Troubling discovery worse in those with two parents with the disease
Adults who have elderly parents diagnosed with Alzheimer’s may have a new reason to worry. Research published last week in the journal Neurology finds Alzheimer’s-related abnormalities in the brains of adult children of people with this form of dementia, even in middle age, when the grown children aren’t yet experiencing problems with memory or mental skills. The troubling findings were most pronounced in the brains of those with two parents suffering from the disease.
The findings echo previous research that suggests a person’s risk of developing Alzheimer’s is greater when his or her mother has had the disease than when his or her father has.

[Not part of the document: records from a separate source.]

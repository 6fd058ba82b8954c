//! Error types for loading, rendering and running outline commands

use ariadne::{Color, Label, Report, ReportKind, Source};
use thiserror::Error;

use crate::symbols::SymbolKind;

/// Byte range in source text
pub type Span = std::ops::Range<usize>;

/// Errors raised while rendering an outline
#[derive(Error, Debug)]
pub enum RenderError {
    /// The style table has no entry for a kind present in the tree.
    /// This is a configuration bug, never a per-symbol condition.
    #[error("no style configured for symbol kind {kind}")]
    UnresolvableKindStyle { kind: SymbolKind },
}

/// Errors raised while acquiring a symbol tree
#[derive(Error, Debug)]
pub enum SymbolLoadError {
    #[error("Failed to read symbols: {0}")]
    Io(#[from] std::io::Error),
    /// Malformed JSON, kept with the text it was decoded from
    #[error("Invalid symbol JSON: {error}")]
    Json {
        #[source]
        error: serde_json::Error,
        input: String,
    },
}

impl SymbolLoadError {
    /// Create a decoding error for `input`
    pub fn json(error: serde_json::Error, input: impl Into<String>) -> Self {
        Self::Json {
            error,
            input: input.into(),
        }
    }

    /// The text that failed to decode
    pub fn input(&self) -> Option<&str> {
        match self {
            SymbolLoadError::Json { input, .. } => Some(input),
            SymbolLoadError::Io(_) => None,
        }
    }

    /// Byte span of the offending input, when known
    pub fn span(&self) -> Option<Span> {
        match self {
            SymbolLoadError::Json { error, input } if error.line() > 0 => {
                let offset = line_col_to_offset(input, error.line(), error.column());
                Some(offset..(offset + 1).min(input.len()).max(offset))
            }
            _ => None,
        }
    }

    /// Format the error with source context using ariadne
    pub fn format(&self, filename: &str) -> String {
        let (Some(span), Some(source)) = (self.span(), self.input()) else {
            return format!("{}: {}", filename, self);
        };
        // ariadne labels count chars, not bytes
        let span = char_index(source, span.start)..char_index(source, span.end);

        let message = self.to_string();
        let mut buf = Vec::new();
        let written = Report::build(ReportKind::Error, filename, span.start)
            .with_message(&message)
            .with_label(
                Label::new((filename, span))
                    .with_message(&message)
                    .with_color(Color::Red),
            )
            .finish()
            .write((filename, Source::from(source)), &mut buf);

        match written {
            Ok(()) => String::from_utf8_lossy(&buf).into_owned(),
            Err(_) => format!("{}: {}", filename, message),
        }
    }
}

/// Number of chars that start before byte `offset`
fn char_index(source: &str, offset: usize) -> usize {
    source
        .char_indices()
        .take_while(|(idx, _)| *idx < offset)
        .count()
}

/// Convert a 1-based line and column into a byte offset, clamped to the source
fn line_col_to_offset(source: &str, line: usize, column: usize) -> usize {
    let line_start: usize = source
        .split_inclusive('\n')
        .take(line.saturating_sub(1))
        .map(str::len)
        .sum();
    (line_start + column.saturating_sub(1)).min(source.len())
}

/// Errors raised by an outline command
#[derive(Error, Debug)]
pub enum CommandError {
    /// A command was invoked with no document to outline
    #[error("There must be an active document")]
    NoActiveDocument,

    /// The symbol provider failed; passed through unchanged
    #[error(transparent)]
    Symbols(#[from] SymbolLoadError),

    #[error("render error: {0}")]
    Render(#[from] RenderError),

    /// The display collaborator could not show the result
    #[error("failed to display outline: {0}")]
    Display(#[source] std::io::Error),
}
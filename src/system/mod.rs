pub mod timeout;
pub use timeout::timeout;

use std::time::Duration;

use smol::Timer;

/// Sleep for a given number of seconds.
pub async fn sleep(seconds: u64) {
    Timer::after(Duration::from_secs(seconds)).await;
}

/// Sleep for a given number of milliseconds.
pub async fn msleep(millis: u64) {
    Timer::after(Duration::from_millis(millis)).await;
}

For the study, 52 participants (13 with a mom diagnosed after age 60, 13 with a dad diagnosed after age 60, 13 with both parents suffering the disease and 13 with no family history of Alzheimer’s) ranging in age from 32 to 72 underwent MRI scans and two types of PET scans.
Those with two parents suffering the memory-stealing disease showed the most gray matter shrinkage and the most amyloid plaque deposits, key signs of Alzheimer’s.
Researchers hope the study allows health-care professionals to identify people who could benefit most from therapies to prevent or delay progression of Alzheimer’s before it causes memory loss or other impaired cognitive function. Though there is currently no cure for the disease, scientists are hard at work on finding a therapy that could halt it.